**Assignment**:
Output a verbatim copy of the data, cut off after the line that contains "than the grid".

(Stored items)
● ● ● ● ● ● ●
//! Reprojection of native rasters onto the target grid.
//!
//! Fine rasters are aggregated: every valid native pixel center is transformed
//! into the target CRS and pooled into the cell that contains it, and each cell
//! with at least one sample gets a [`StatBundle`]. Rasters coarser than the grid
//! are sampled instead: each target cell center is transformed back into the
//! native CRS and takes the containing pixel's value as a degenerate bundle.

use std::sync::Arc;

use chrono::NaiveDate;
use rayon::prelude::*;
use serde::{Deserialize, Serialize};
use tracing::{debug, warn};

use crate::crs::CrsTransform;
use crate::domain::VariableName;
use crate::error::FiregridError;
use crate::grid::GridSpec;
use crate::raster::{CellValue, NativeRaster, RasterLayer, StatBundle};

/// Per-source choice between full sub-grid statistics and a mean-only value.
#[derive(Debug, Clone, Copy, PartialEq, Eq, Default, Serialize, Deserialize)]
#[serde(rename_all = "lowercase")]
pub enum StatisticsMode {
    #[default]
    Bundle,
    Scalar,
}

#[derive(Debug, Clone, Copy, Default, PartialEq, Eq)]
pub struct RegridReport {
    /// Valid native pixels (or target cells, when sampling) that were transformed.
    pub points: usize,
    pub failed_points: usize,
    pub nearest_neighbor: bool,
}

pub struct Regridder {
    grid: Arc<GridSpec>,
    mode: StatisticsMode,
}

impl Regridder {
    pub fn new(grid: Arc<GridSpec>, mode: StatisticsMode) -> Self {
        Self { grid, mode }
    }

    pub fn grid(&self) -> &Arc<GridSpec> {
        &self.grid
    }

    pub fn regrid(
        &self,
        native: &NativeRaster,
        variable: &VariableName,
        date: Option<NaiveDate>,
    ) -> Result<RasterLayer, FiregridError> {
        self.regrid_tiles(&[native], variable, date)
            .map(|(layer, _)| layer)
    }

    /// Regrids several rasters of one (variable, date) into a single layer; their
    /// samples are pooled before statistics are computed.
    pub fn regrid_tiles(
        &self,
        tiles: &[&NativeRaster],
        variable: &VariableName,
        date: Option<NaiveDate>,
    ) -> Result<(RasterLayer, RegridReport), FiregridError> {
        let cells = self.grid.cell_count();
        let mut samples: Vec<Vec<f64>> = vec![Vec::new(); cells];
        let mut nearest: Vec<Option<f64>> = vec![None; cells];
        let mut report = RegridReport::default();

        for tile in tiles {
            let forward = CrsTransform::new(&tile.crs, &self.grid.crs)?;
            let pixel_size = native_pixel_size(tile, &forward)?;
            if pixel_size > self.grid.resolution {
                debug!(%variable, pixel_size, "native pixels coarser than grid; sampling nearest");
                report.nearest_neighbor = true;
                self.sample_nearest(tile, &forward, &mut nearest, &mut report)?;
            } else {
                self.accumulate(tile, &mut samples, &mut report)?;
            }
        }
        if report.failed_points > 0 {
            warn!(
                %variable,
                failed = report.failed_points,
                points = report.points,
                "skipped points that failed to transform"
            );
        }

        let mode = self.mode;
        let values: Vec<Option<CellValue>> = samples
            .into_par_iter()
            .zip(nearest.into_par_iter())
            .map(|(mut pool, sampled)| {
                let bundle = StatBundle::from_samples(&mut pool)
                    .or_else(|| sampled.map(StatBundle::degenerate))?;
                Some(match mode {
                    StatisticsMode::Bundle => CellValue::Stats(bundle),
                    StatisticsMode::Scalar => CellValue::Scalar(bundle.mean),
                })
            })
            .collect();

        Ok((
            RasterLayer {
                variable: variable.clone(),
                date,
                grid: Arc::clone(&self.grid),
                cells: values,
            },
            report,
        ))
    }

    fn accumulate(
        &self,
        tile: &NativeRaster,
        samples: &mut [Vec<f64>],
        report: &mut RegridReport,
    ) -> Result<(), FiregridError> {
        let grid = &self.grid;
        let rows: Vec<(Vec<(usize, f64)>, usize, usize)> = (0..tile.height)
            .into_par_iter()
            .map_init(
                || CrsTransform::new(&tile.crs, &grid.crs).ok(),
                |transform, row| {
                    let mut hits = Vec::new();
                    let mut points = 0;
                    let mut failed = 0;
                    for col in 0..tile.width {
                        let Some(value) = tile.get(col, row) else {
                            continue;
                        };
                        points += 1;
                        let (x, y) = tile.pixel_center(col, row);
                        match transform.as_ref().map(|t| t.transform(x, y)) {
                            Some(Ok((tx, ty))) => {
                                if let Some(cell) = grid.locate(tx, ty) {
                                    hits.push((cell, value));
                                }
                            }
                            _ => failed += 1,
                        }
                    }
                    (hits, points, failed)
                },
            )
            .collect();

        let mut points = 0;
        let mut failed = 0;
        for (hits, row_points, row_failed) in rows {
            points += row_points;
            failed += row_failed;
            for (cell, value) in hits {
                samples[cell].push(value);
            }
        }
        report.points += points;
        report.failed_points += failed;
        if points > 0 && failed == points {
            return Err(FiregridError::Reprojection(format!(
                "no pixel of a {} raster could be transformed into {}",
                tile.crs, grid.crs
            )));
        }
        Ok(())
    }

    fn sample_nearest(
        &self,
        tile: &NativeRaster,
        forward: &CrsTransform,
        nearest: &mut [Option<f64>],
        report: &mut RegridReport,
    ) -> Result<(), FiregridError> {
        let grid = &self.grid;
        CrsTransform::new(&grid.crs, &tile.crs)?;
        let Some(candidates) = covered_cells(grid, tile, forward) else {
            return Ok(());
        };
        let sampled: Vec<(usize, Option<f64>, bool)> = candidates
            .into_par_iter()
            .map_init(
                || CrsTransform::new(&grid.crs, &tile.crs).ok(),
                |inverse, cell| {
                    let (x, y) = grid.cell_center(cell);
                    match inverse.as_ref().map(|t| t.transform(x, y)) {
                        Some(Ok((nx, ny))) => (cell, tile.sample_nearest(nx, ny), false),
                        _ => (cell, None, true),
                    }
                },
            )
            .collect();

        let points = sampled.len();
        let mut failed = 0;
        for (cell, value, did_fail) in sampled {
            if did_fail {
                failed += 1;
            } else if nearest[cell].is_none() {
                nearest[cell] = value;
            }
        }
        report.points += points;
        report.failed_points += failed;
        if points > 0 && failed == points {
            return Err(FiregridError::Reprojection(format!(
                "no cell center could be transformed into {}",
                tile.crs
            )));
        }
        Ok(())
    }
}

/// Side of one native pixel measured in target units at the raster center.
fn native_pixel_size(tile: &NativeRaster, forward: &CrsTransform) -> Result<f64, FiregridError> {
    let (cx, cy) = tile.pixel_center(tile.width / 2, tile.height / 2);
    let origin = forward.transform(cx, cy)?;
    let east = forward.transform(cx + tile.pixel_width, cy)?;
    let south = forward.transform(cx, cy - tile.pixel_height)?;
    let dx = ((east.0 - origin.0).powi(2) + (east.1 - origin.1).powi(2)).sqrt();
    let dy = ((south.0 - origin.0).powi(2) + (south.1 - origin.1).powi(2)).sqrt();
    Ok(dx.max(dy))
}

/// Target cells inside the projected bounds of `tile`, or `None` when the tile
/// misses the grid.
fn covered_cells(
    grid: &GridSpec,
    tile: &NativeRaster,
    forward: &CrsTransform,
) -> Option<Vec<usize>> {
    let bounds = tile.extent().transformed(forward).ok()?;
    let r = grid.resolution;
    let col_min = ((bounds.min_x - grid.origin_x) / r).floor().max(0.0) as i64;
    let col_max = (((bounds.max_x - grid.origin_x) / r).floor() as i64).min(grid.width as i64 - 1);
    let row_min = ((grid.origin_y - bounds.max_y) / r).floor().max(0.0) as i64;
    let row_max =
        (((grid.origin_y - bounds.min_y) / r).floor() as i64).min(grid.height as i64 - 1);
    if col_min > col_max || row_min > row_max {
        return None;
    }
    let mut cells = Vec::with_capacity(((col_max - col_min + 1) * (row_max - row_min + 1)) as usize);
    for row in row_min..=row_max {
        for col in col_min..=col_max {
            cells.push(grid.cell_index(col as usize, row as usize));
        }
    }
    Some(cells)
}

/// Moves a layer onto `grid`. A layer already on that grid comes back unchanged.
pub fn regrid_layer(layer: &RasterLayer, grid: &Arc<GridSpec>) -> Result<RasterLayer, FiregridError> {
    if Arc::ptr_eq(&layer.grid, grid) || *layer.grid == **grid {
        return Ok(RasterLayer {
            grid: Arc::clone(grid),
            ..layer.clone()
        });
    }
    let source = &layer.grid;
    let values = layer
        .cells
        .iter()
        .map(|cell| cell.map(|value| value.mean()).unwrap_or(f64::NAN))
        .collect();
    let native = NativeRaster::new(
        source.crs.clone(),
        (source.origin_x, source.origin_y),
        (source.resolution, source.resolution),
        source.width,
        source.height,
        values,
    );
    let mode = match layer.cells.iter().flatten().next() {
        Some(CellValue::Scalar(_)) => StatisticsMode::Scalar,
        _ => StatisticsMode::Bundle,
    };
    Regridder::new(Arc::clone(grid), mode).regrid(&native, &layer.variable, layer.date)
}

#[cfg(test)]
mod tests {
    use approx::assert_abs_diff_eq;

    use super::*;
    use crate::crs::Crs;
    use crate::grid::Extent;

    fn utm() -> Crs {
        "EPSG:32611".parse().unwrap()
    }

    fn grid(resolution: f64, size: f64) -> Arc<GridSpec> {
        Arc::new(GridSpec::new(utm(), resolution, Extent::new(0.0, 0.0, size, size)).unwrap())
    }

    fn var() -> VariableName {
        "elevation".parse().unwrap()
    }

    #[test]
    fn aggregates_fine_pixels_into_bundles() {
        // 4x4 pixels of 10 m onto a 2x2 grid of 20 m cells.
        let values: Vec<f64> = (0..16).map(|i| i as f64).collect();
        let native = NativeRaster::new(utm(), (0.0, 40.0), (10.0, 10.0), 4, 4, values);
        let regridder = Regridder::new(grid(20.0, 40.0), StatisticsMode::Bundle);
        let layer = regridder.regrid(&native, &var(), None).unwrap();
        let Some(CellValue::Stats(bundle)) = layer.get(0) else {
            panic!("expected stats");
        };
        // Top-left cell holds pixels 0, 1, 4, 5.
        assert_eq!(bundle.count, 4);
        assert_eq!(bundle.min, 0.0);
        assert_eq!(bundle.max, 5.0);
        assert_abs_diff_eq!(bundle.mean, 2.5);
        assert_abs_diff_eq!(bundle.median, 2.5);
    }

    #[test]
    fn cells_without_samples_are_invalid() {
        let mut values = vec![1.0; 16];
        for i in [10, 11, 14, 15] {
            values[i] = f64::NAN;
        }
        let native = NativeRaster::new(utm(), (0.0, 40.0), (10.0, 10.0), 4, 4, values);
        let layer = Regridder::new(grid(20.0, 40.0), StatisticsMode::Bundle)
            .regrid(&native, &var(), None)
            .unwrap();
        assert_eq!(layer.valid_count(), 3);
        assert!(!layer.is_valid(3));
    }

    #[test]
    fn coarse_raster_falls_back_to_nearest() {
        let native = NativeRaster::new(utm(), (0.0, 40.0), (40.0, 40.0), 1, 1, vec![9.0]);
        let (layer, report) = Regridder::new(grid(20.0, 40.0), StatisticsMode::Bundle)
            .regrid_tiles(&[&native], &var(), None)
            .unwrap();
        assert!(report.nearest_neighbor);
        assert_eq!(layer.valid_count(), 4);
        let Some(CellValue::Stats(bundle)) = layer.get(3) else {
            panic!("expected stats");
        };
        assert!(bundle.is_degenerate());
        assert_eq!(bundle.count, 1);
    }

    #[test]
    fn scalar_mode_keeps_mean_only() {
        let native = NativeRaster::new(utm(), (0.0, 40.0), (10.0, 10.0), 4, 4, vec![2.0; 16]);
        let layer = Regridder::new(grid(20.0, 40.0), StatisticsMode::Scalar)
            .regrid(&native, &var(), None)
            .unwrap();
        assert_eq!(layer.get(0), Some(&CellValue::Scalar(2.0)));
    }

    #[test]
    fn tiles_are_pooled() {
        let west = NativeRaster::new(utm(), (0.0, 20.0), (10.0, 10.0), 1, 2, vec![1.0, 2.0]);
        let east = NativeRaster::new(utm(), (10.0, 20.0), (10.0, 10.0), 1, 2, vec![3.0, 4.0]);
        let (layer, _) = Regridder::new(grid(20.0, 20.0), StatisticsMode::Bundle)
            .regrid_tiles(&[&west, &east], &var(), None)
            .unwrap();
        let Some(CellValue::Stats(bundle)) = layer.get(0) else {
            panic!("expected stats");
        };
        assert_eq!(bundle.count, 4);
        assert_abs_diff_eq!(bundle.mean, 2.5);
    }

    #[test]
    fn same_grid_is_identity() {
        let values: Vec<f64> = (0..16).map(|i| i as f64 * 0.5).collect();
        let native = NativeRaster::new(utm(), (0.0, 40.0), (10.0, 10.0), 4, 4, values);
        let target = grid(20.0, 40.0);
        let layer = Regridder::new(Arc::clone(&target), StatisticsMode::Bundle)
            .regrid(&native, &var(), None)
            .unwrap();
        let again = regrid_layer(&layer, &target).unwrap();
        assert_eq!(again, layer);
    }
}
● ● ● ● ● ● ●
**Response box**:
//! Reprojection of native rasters onto the target grid.
//!
//! Fine rasters are aggregated: every valid native pixel center is transformed
//! into the target CRS and pooled into the cell that contains it, and each cell
//! with at least one sample gets a [`StatBundle`]. Rasters coarser than the grid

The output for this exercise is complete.